Tuesday, March 31, 2020

Non-Unique Pain Still Really F*cking Hurts

It's difficult knowing what's right. I know my pain is unique only because it's happening to me. The counselor side of me knows others go through this all over the world. They call it  intellectualizing, but I am so far unaware of better way to analyze a feeling. I let  myself  feel it and explore internally what I think I am supposed to gain from this lesson.  I was singing a cover of the Foreigner song "I Want to Know what Love Is," and I feel like as a young girl I asked this question of the universe and it granted my question by placing me in my current situation as an answer. This is love, that has been revealed to me, it is both everything I thought and nothing like I thought. I remember the good parts so vividly, even though I know the human brain plays tricks on you in hindsight.

I have gratitude that the good times were so good, because I can cherish those memories when my sweet husband, curses me out, demands, & orders me around. We had a talk and he started acting better.  The talk was based around the fact that his verbally abusive behavior only occurred when no one else was around. Two weeks spent with his family and 1 month with my mother revealed this phenomenon. It was shattering  to realize that my husband who  always had kind words for nearly everyone was taking the opportunity to say extremely fucked up shit to me under the guise of him "not being able to help it," due to his illness.
It's been a month since our talk and he hasn't been mean spirited.  I think sometimes he does things to punish me, but they usually backfire because he picks things like drinking an extra beer (or 2), waiting until  230AM to take his meds, and other things that mostly impact only his own quality of life.

I don't fight him on it because it gets worse if I do. He just digs in, rationale doesn't factor into it at all. He just gets loud and incomprehensible as he tries to make his point, but a side effect of HD is irritability and the inability to speak and that is going rapidly. Communication will have to change going forward  and I am nervous about how. There is so much unexpected awful in this disease.

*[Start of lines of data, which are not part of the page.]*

//! Queue backend capability traits and implementations.
//!
//! Every argument naming a resource is its canonical name
//! (`projects/{p}/topics/{t}`, `projects/{p}/subscriptions/{s}`,
//! `projects/{p}/locations/{l}/queues/{q}`). Listing calls take the parent
//! (`projects/{p}` or `projects/{p}/locations/{l}`).

use std::sync::Arc;

use async_trait::async_trait;

use crate::types::{MessageId, PullOptions, ReceivedMessage, Task};
use crate::Result;

pub mod memory;
pub mod rest;

/// Topic and subscription lifecycle.
#[async_trait]
pub trait PubSubAdmin: Send + Sync {
    /// Whether the topic exists.
    async fn topic_exists(&self, topic: &str) -> Result<bool>;

    /// Create a topic, returning the canonical name the backend assigned.
    async fn create_topic(&self, topic: &str) -> Result<String>;

    /// Delete a topic.
    async fn delete_topic(&self, topic: &str) -> Result<()>;

    /// List topic names under a project.
    async fn list_topics(&self, project: &str) -> Result<Vec<String>>;

    /// Whether the subscription exists.
    async fn subscription_exists(&self, subscription: &str) -> Result<bool>;

    /// Create a pull subscription bound to `topic`.
    async fn create_subscription(&self, topic: &str, subscription: &str) -> Result<String>;

    /// Delete a subscription.
    async fn delete_subscription(&self, subscription: &str) -> Result<()>;

    /// List subscription names under a project.
    async fn list_subscriptions(&self, project: &str) -> Result<Vec<String>>;
}

/// Publish, pull and acknowledge.
#[async_trait]
pub trait MessageTransport: Send + Sync {
    /// Publish a payload to a topic.
    async fn publish(&self, topic: &str, data: Vec<u8>) -> Result<MessageId>;

    /// Pull a batch of messages from a subscription.
    async fn pull(&self, subscription: &str, options: &PullOptions)
        -> Result<Vec<ReceivedMessage>>;

    /// Acknowledge a pulled message.
    async fn acknowledge(&self, subscription: &str, ack_id: &str) -> Result<()>;

    /// Change the ack deadline of a pulled message. Zero makes it available
    /// for redelivery immediately.
    async fn modify_ack_deadline(
        &self,
        subscription: &str,
        ack_id: &str,
        deadline_seconds: u32,
    ) -> Result<()>;
}

/// Task queue lifecycle.
#[async_trait]
pub trait TaskQueueAdmin: Send + Sync {
    /// Whether the queue exists.
    async fn queue_exists(&self, queue: &str) -> Result<bool>;

    /// Create a queue, returning its canonical name.
    async fn create_queue(&self, queue: &str) -> Result<String>;

    /// Delete a queue.
    async fn delete_queue(&self, queue: &str) -> Result<()>;

    /// List queue names under a location.
    async fn list_queues(&self, location: &str) -> Result<Vec<String>>;
}

/// Task creation.
#[async_trait]
pub trait TaskSubmitter: Send + Sync {
    /// Create a task in a queue, returning the backend-assigned task name.
    async fn create_task(&self, queue: &str, task: &Task) -> Result<String>;
}

/// A backend implementing every capability.
#[async_trait]
pub trait QueueBackend: PubSubAdmin + MessageTransport + TaskQueueAdmin + TaskSubmitter {
    /// Health check.
    async fn health_check(&self) -> Result<HealthStatus>;
}

/// Health status.
#[derive(Debug, Clone, PartialEq, Eq)]
pub enum HealthStatus {
    /// Backend is healthy.
    Healthy,
    /// Backend is unhealthy.
    Unhealthy(String),
}

/// Capability handles shared by the admin, transport, dispatch and publisher layers.
#[derive(Clone)]
pub struct Backends {
    /// Topic and subscription lifecycle.
    pub pubsub: Arc<dyn PubSubAdmin>,
    /// Publish, pull and acknowledge.
    pub transport: Arc<dyn MessageTransport>,
    /// Task queue lifecycle.
    pub queues: Arc<dyn TaskQueueAdmin>,
    /// Task creation.
    pub tasks: Arc<dyn TaskSubmitter>,
    /// Combined handle for health checks.
    pub health: Arc<dyn HealthCheck>,
}

/// Object-safe health check.
#[async_trait]
pub trait HealthCheck: Send + Sync {
    /// Health check.
    async fn check(&self) -> Result<HealthStatus>;
}

#[async_trait]
impl<B: QueueBackend> HealthCheck for B {
    async fn check(&self) -> Result<HealthStatus> {
        self.health_check().await
    }
}

impl Backends {
    /// Split one backend into its capability handles.
    pub fn from_backend<B: QueueBackend + 'static>(backend: Arc<B>) -> Self {
        Self {
            pubsub: backend.clone(),
            transport: backend.clone(),
            queues: backend.clone(),
            tasks: backend.clone(),
            health: backend,
        }
    }
}
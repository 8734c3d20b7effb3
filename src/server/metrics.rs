//! Metrics HTTP server for Prometheus scraping.

use axum::{
    http::StatusCode,
    response::{IntoResponse, Response},
    routing::get,
    Router,
};
use tokio::sync::broadcast;
use tracing::{error, info};

use crate::metrics;
use crate::server::shutdown::shutdown_receiver;

/// Metrics endpoint handler
async fn metrics_handler() -> Response {
    match metrics::get_metrics().gather() {
        Ok(output) => (StatusCode::OK, output).into_response(),
        Err(e) => {
            error!("Failed to gather metrics: {}", e);
            (StatusCode::INTERNAL_SERVER_ERROR, "Failed to gather metrics").into_response()
        }
    }
}

/// Router serving `/metrics`.
pub fn metrics_router() -> Router {
    Router::new().route("/metrics", get(metrics_handler))
}

/// Start the metrics HTTP server
pub async fn start_metrics_server(
    bind_address: String,
    port: u16,
    shutdown_rx: broadcast::Receiver<()>,
) -> anyhow::Result<()> {
    let addr = format!("{}:{}", bind_address, port);
    let listener = tokio::net::TcpListener::bind(&addr).await?;

    info!("Metrics server listening on {}", addr);

    axum::serve(listener, metrics_router())
        .with_graceful_shutdown(shutdown_receiver(shutdown_rx))
        .await
        .map_err(|e| {
            error!("Metrics server error: {}", e);
            anyhow::anyhow!("Metrics server failed: {}", e)
        })?;

    info!("Metrics server shut down gracefully");
    Ok(())
}

#[cfg(test)]
mod tests {
    use super::*;
    use axum::body::Body;
    use axum::http::Request;
    use tower::ServiceExt;

    #[tokio::test]
    async fn test_metrics_endpoint() {
        metrics::METRICS
            .tasks_created_total
            .with_label_values(&["projects/p/locations/l/queues/q"])
            .inc();

        let request = Request::builder()
            .uri("/metrics")
            .body(Body::empty())
            .unwrap();
        let response = metrics_router().oneshot(request).await.unwrap();
        assert_eq!(response.status(), StatusCode::OK);

        let bytes = axum::body::to_bytes(response.into_body(), usize::MAX)
            .await
            .unwrap();
        let body = String::from_utf8(bytes.to_vec()).unwrap();
        assert!(body.contains("qbridge_tasks_created_total"));
    }

    #[tokio::test]
    async fn test_start_metrics_server_shuts_down() {
        let (shutdown_tx, shutdown_rx) = broadcast::channel(1);

        let server_handle = tokio::spawn(async move {
            start_metrics_server("127.0.0.1".to_string(), 0, shutdown_rx).await
        });

        tokio::time::sleep(tokio::time::Duration::from_millis(100)).await;
        let _ = shutdown_tx.send(());

        let result = server_handle.await.unwrap();
        assert!(result.is_ok());
    }
}
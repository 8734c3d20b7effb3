//! Common data types for qbridge.

pub mod resource;
pub mod validation;

use std::collections::HashMap;
use std::fmt;
use std::str::FromStr;

use chrono::{DateTime, Utc};
use serde::{Deserialize, Serialize};
use serde_json::{json, Value};
use uuid::Uuid;

use crate::error::Error;

pub use axum::http::StatusCode;
pub use resource::ResourceName;

/// Backend-assigned message identifier.
#[derive(Debug, Clone, PartialEq, Eq, Hash, Serialize, Deserialize)]
pub struct MessageId(pub String);

impl MessageId {
    /// Create a new random message ID.
    pub fn new() -> Self {
        MessageId(Uuid::new_v4().to_string())
    }

    /// Create a message ID from a string.
    pub fn from_string(s: String) -> Self {
        MessageId(s)
    }
}

impl Default for MessageId {
    fn default() -> Self {
        Self::new()
    }
}

impl fmt::Display for MessageId {
    fn fmt(&self, f: &mut fmt::Formatter<'_>) -> fmt::Result {
        write!(f, "{}", self.0)
    }
}

/// A message pulled from a subscription.
///
/// Immutable once received. The `ack_id` is the only handle the backend
/// accepts for acknowledgement; re-publishing produces a new `message_id`.
#[derive(Debug, Clone, PartialEq, Eq)]
pub struct ReceivedMessage {
    /// Acknowledgement handle.
    pub ack_id: String,
    /// Message identity.
    pub message_id: MessageId,
    /// Raw payload.
    pub data: Vec<u8>,
    /// Message attributes.
    pub attributes: HashMap<String, String>,
    /// Time the message was published.
    pub publish_time: DateTime<Utc>,
}

/// Options passed through to a backend pull call.
#[derive(Debug, Clone, PartialEq, Eq, Serialize, Deserialize)]
#[serde(rename_all = "camelCase", default)]
pub struct PullOptions {
    /// Maximum number of messages to return.
    pub max_messages: u32,
    /// Return immediately when no messages are available.
    pub return_immediately: bool,
}

impl Default for PullOptions {
    fn default() -> Self {
        Self {
            max_messages: 100,
            return_immediately: true,
        }
    }
}

/// How a subscription delivers messages.
#[derive(Debug, Clone, Copy, PartialEq, Eq, Hash, Serialize, Deserialize)]
#[serde(rename_all = "lowercase")]
pub enum DeliveryMode {
    /// Consumer actively fetches messages.
    Pull,
    /// Backend delivers messages to an HTTP endpoint.
    Push,
}

impl DeliveryMode {
    /// Wire name of the mode.
    pub fn as_str(&self) -> &'static str {
        match self {
            DeliveryMode::Pull => "pull",
            DeliveryMode::Push => "push",
        }
    }
}

impl fmt::Display for DeliveryMode {
    fn fmt(&self, f: &mut fmt::Formatter<'_>) -> fmt::Result {
        f.write_str(self.as_str())
    }
}

impl FromStr for DeliveryMode {
    type Err = Error;

    fn from_str(s: &str) -> Result<Self, Self::Err> {
        match s {
            "pull" => Ok(DeliveryMode::Pull),
            "push" => Ok(DeliveryMode::Push),
            other => Err(Error::InvalidMode(other.to_string())),
        }
    }
}

/// HTTP method used by the task dispatcher.
#[derive(Debug, Clone, Copy, PartialEq, Eq, Serialize, Deserialize)]
#[serde(rename_all = "UPPERCASE")]
pub enum HttpMethod {
    /// POST, the only method tasks are created with.
    Post,
}

/// HTTP request the task-queue backend sends when the task is dispatched.
#[derive(Debug, Clone, PartialEq, Eq, Serialize, Deserialize)]
#[serde(rename_all = "camelCase")]
pub struct TaskHttpRequest {
    /// Target URI relative to the application root, e.g. `/tasks/consume`.
    pub relative_uri: String,
    /// HTTP method.
    pub http_method: HttpMethod,
    /// Request headers.
    pub headers: HashMap<String, String>,
    /// Request body.
    #[serde(with = "base64_bytes")]
    pub body: Vec<u8>,
}

/// A deferred HTTP-dispatch unit held in a task queue.
#[derive(Debug, Clone, PartialEq, Eq, Serialize, Deserialize)]
#[serde(rename_all = "camelCase")]
pub struct Task {
    /// Backend-assigned task name, empty until created.
    #[serde(default, skip_serializing_if = "String::is_empty")]
    pub name: String,
    /// Request sent on dispatch.
    pub app_engine_http_request: TaskHttpRequest,
}

impl Task {
    /// Build a JSON POST task targeting `relative_uri` with `body` as payload.
    pub fn post_json(relative_uri: impl Into<String>, body: impl Into<Vec<u8>>) -> Self {
        let mut headers = HashMap::new();
        headers.insert("Content-Type".to_string(), "application/json".to_string());

        Self {
            name: String::new(),
            app_engine_http_request: TaskHttpRequest {
                relative_uri: relative_uri.into(),
                http_method: HttpMethod::Post,
                headers,
                body: body.into(),
            },
        }
    }
}

/// Body of a push delivery as sent by the Pub/Sub push dispatcher.
#[derive(Debug, Clone, Serialize, Deserialize)]
pub struct PushRequest {
    /// The delivered message.
    pub message: PushMessage,
    /// Subscription the message was delivered through.
    #[serde(default)]
    pub subscription: String,
}

/// Message inside a push delivery.
#[derive(Debug, Clone, Serialize, Deserialize)]
#[serde(rename_all = "camelCase")]
pub struct PushMessage {
    /// Message data (base64 on the wire).
    #[serde(with = "base64_bytes")]
    pub data: Vec<u8>,
    /// Message attributes.
    #[serde(default)]
    pub attributes: HashMap<String, String>,
    /// Message ID.
    #[serde(default)]
    pub message_id: Option<String>,
    /// Publish timestamp.
    #[serde(default)]
    pub publish_time: Option<String>,
}

/// Serde helpers for base64-encoded byte fields.
pub mod base64_bytes {
    use base64::Engine;
    use serde::{Deserialize, Deserializer, Serializer};

    /// Serialize bytes as a standard base64 string.
    pub fn serialize<S>(bytes: &[u8], serializer: S) -> Result<S::Ok, S::Error>
    where
        S: Serializer,
    {
        serializer.serialize_str(&base64::engine::general_purpose::STANDARD.encode(bytes))
    }

    /// Deserialize a standard base64 string into bytes.
    pub fn deserialize<'de, D>(deserializer: D) -> Result<Vec<u8>, D::Error>
    where
        D: Deserializer<'de>,
    {
        let s = String::deserialize(deserializer)?;
        base64::engine::general_purpose::STANDARD
            .decode(s)
            .map_err(serde::de::Error::custom)
    }
}

/// Envelope body shared by successful and failed operations.
#[derive(Debug, Clone, PartialEq, Serialize, Deserialize)]
pub struct ResultEnvelope {
    /// HTTP-style status code.
    pub code: u16,
    /// Structured payload on success, reason on failure.
    pub message: Value,
    /// Status label, e.g. `HTTP_CREATED`.
    pub status: String,
    /// Detail from the operation a summary was built from.
    #[serde(default, skip_serializing_if = "Option::is_none")]
    pub info: Option<Box<ResultEnvelope>>,
}

impl ResultEnvelope {
    /// Build an envelope with a status label derived from `code`.
    pub fn new(code: StatusCode, message: Value) -> Self {
        Self {
            code: code.as_u16(),
            message,
            status: status_label(code),
            info: None,
        }
    }

    /// Attach the envelope this one summarizes.
    pub fn with_info(mut self, info: ResultEnvelope) -> Self {
        self.info = Some(Box::new(info));
        self
    }

    /// Status code as a typed value.
    pub fn status_code(&self) -> StatusCode {
        StatusCode::from_u16(self.code).unwrap_or(StatusCode::INTERNAL_SERVER_ERROR)
    }
}

/// `HTTP_<REASON>` label for a status code, e.g. `HTTP_CONFLICT`.
pub fn status_label(code: StatusCode) -> String {
    match code.canonical_reason() {
        Some(reason) => {
            let reason: String = reason
                .chars()
                .filter(|c| c.is_ascii_alphanumeric() || *c == ' ' || *c == '-')
                .map(|c| if c == ' ' || c == '-' { '_' } else { c.to_ascii_uppercase() })
                .collect();
            format!("HTTP_{}", reason)
        }
        None => format!("HTTP_{}", code.as_u16()),
    }
}

/// Discriminated outcome of an admin, publish or consume operation.
#[derive(Debug, Clone, PartialEq, Serialize, Deserialize)]
#[serde(from = "EnvelopeRepr", into = "EnvelopeRepr")]
pub enum OperationResult {
    /// Success, serialized flat as `{code, message, status}`.
    Info(ResultEnvelope),
    /// Failure, serialized as `{error: {code, message, status}}`.
    Error(ResultEnvelope),
}

#[derive(Serialize, Deserialize)]
#[serde(untagged)]
enum EnvelopeRepr {
    Error { error: ResultEnvelope },
    Info(ResultEnvelope),
}

impl From<EnvelopeRepr> for OperationResult {
    fn from(repr: EnvelopeRepr) -> Self {
        match repr {
            EnvelopeRepr::Error { error } => OperationResult::Error(error),
            EnvelopeRepr::Info(info) => OperationResult::Info(info),
        }
    }
}

impl From<OperationResult> for EnvelopeRepr {
    fn from(result: OperationResult) -> Self {
        match result {
            OperationResult::Error(error) => EnvelopeRepr::Error { error },
            OperationResult::Info(info) => EnvelopeRepr::Info(info),
        }
    }
}

impl OperationResult {
    /// Successful result.
    pub fn info(code: StatusCode, message: Value) -> Self {
        OperationResult::Info(ResultEnvelope::new(code, message))
    }

    /// Failed result.
    pub fn error(code: StatusCode, message: impl Into<String>) -> Self {
        OperationResult::Error(ResultEnvelope::new(code, Value::String(message.into())))
    }

    /// Whether this is a success.
    pub fn is_info(&self) -> bool {
        matches!(self, OperationResult::Info(_))
    }

    /// The envelope regardless of outcome.
    pub fn envelope(&self) -> &ResultEnvelope {
        match self {
            OperationResult::Info(e) | OperationResult::Error(e) => e,
        }
    }

    /// HTTP status the boundary should respond with.
    pub fn status_code(&self) -> StatusCode {
        self.envelope().status_code()
    }
}

impl<T: Into<OperationResult>> From<crate::Result<T>> for OperationResult {
    fn from(result: crate::Result<T>) -> Self {
        match result {
            Ok(value) => value.into(),
            Err(err) => err.into(),
        }
    }
}

/// Canonical names produced by a topic/subscription operation.
#[derive(Debug, Clone, PartialEq, Eq, Serialize, Deserialize)]
#[serde(rename_all = "camelCase")]
pub struct ResourceNames {
    /// `projects/{project}/topics/{topic}`
    pub topic_name: String,
    /// `projects/{project}/subscriptions/{subscription}`
    pub subscription_name: String,
    /// Owning project.
    pub project_id: String,
}

impl From<ResourceNames> for OperationResult {
    fn from(names: ResourceNames) -> Self {
        OperationResult::info(
            StatusCode::CREATED,
            json!({
                "topicName": names.topic_name,
                "subscriptionName": names.subscription_name,
                "projectId": names.project_id,
            }),
        )
    }
}

/// Receipt for a created task.
#[derive(Debug, Clone, PartialEq, Eq, Serialize, Deserialize)]
#[serde(rename_all = "camelCase")]
pub struct TaskReceipt {
    /// Canonical queue name.
    pub queue_name: String,
    /// Backend-assigned task name.
    pub task_name: String,
    /// Owning project.
    pub project_id: String,
}

impl From<TaskReceipt> for OperationResult {
    fn from(receipt: TaskReceipt) -> Self {
        OperationResult::info(
            StatusCode::CREATED,
            json!({
                "queueName": receipt.queue_name,
                "taskName": receipt.task_name,
                "projectId": receipt.project_id,
            }),
        )
    }
}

But I also find unexpected moments of joy and utter surprise.  I was incredibly upset over the end of a cherished long term familial relationship. Although on most days he is distant and distracted-he was present and lucid with me that morning and it meant EVERYTHING,  because I thought the part where I can seek comfort from him, was over.

Yet, he held me back and let me cry and said kinds things to me and was emotionally present.  I cherish these things because they will not always be. So I have gratitude for these small moments where love reminds me that it's still here, still golden. In that moment the light hits his eyes and I can have no regrets.

Are you trying to get us Killed? Or I lost it


I yelled at Harry for touching and bringing packages without washing his hands. I was asleep so he did this and then proceeded to touch Who knows what else-until I awoke  2 hours later. He doesn't understand the magnitude of this Covid-19, but he is convinced that he does. I know it's not fair but I'm afraid that he is going to get us sick. I'm already worried that I could get us sick. I have never been more glad that we did not have kids to put at risk.
#caregiverblues
#notproud
#scared
#coronavirus

Tuesday, January 21, 2020

It's November 23rd 2019 and we are in a diner. H orders a WI omelet and it's almost funny watching  him eat as strings of cheese bow from his mouth to the plate. He looks quizzically, as though trying to decipher how he should proceed--and in that moment and moments like it it's a blast from the past, a flash in a pan. I see my Harry again. Then the moment passes and I  ask if it's ok to cut his food for him. And he thankfully relents and allows me to help him.

I know I am a young caregiver. Mostly because others keep *telling me* "What? But you're so young!"

I think when you marry, you know that you might one day be in a caregiver role of your spouse. My time just came early. The blessings in it is the ability to care for him and myself when I am in sound mind and body. And I have gratitude for that.  I am also glad we didn't have kids.
Children are great and I want mine to feel loved, not like a burden.  I knew I could dedicate myself to the complete care (dressing, cooking, medical appts etc.) of 1 person.
I know my husband well enough to know that he'd prefer it be our kid, so in the long run, care for him would suffer. And I would feel torn in two the whole time. It would be a hell of my own making.
Some people can raise children through the illness of a partner and I have to applaud them because admittedly I am too chickenshit to do so.

I love my husband and wouldn't give him up for anything...MOST days.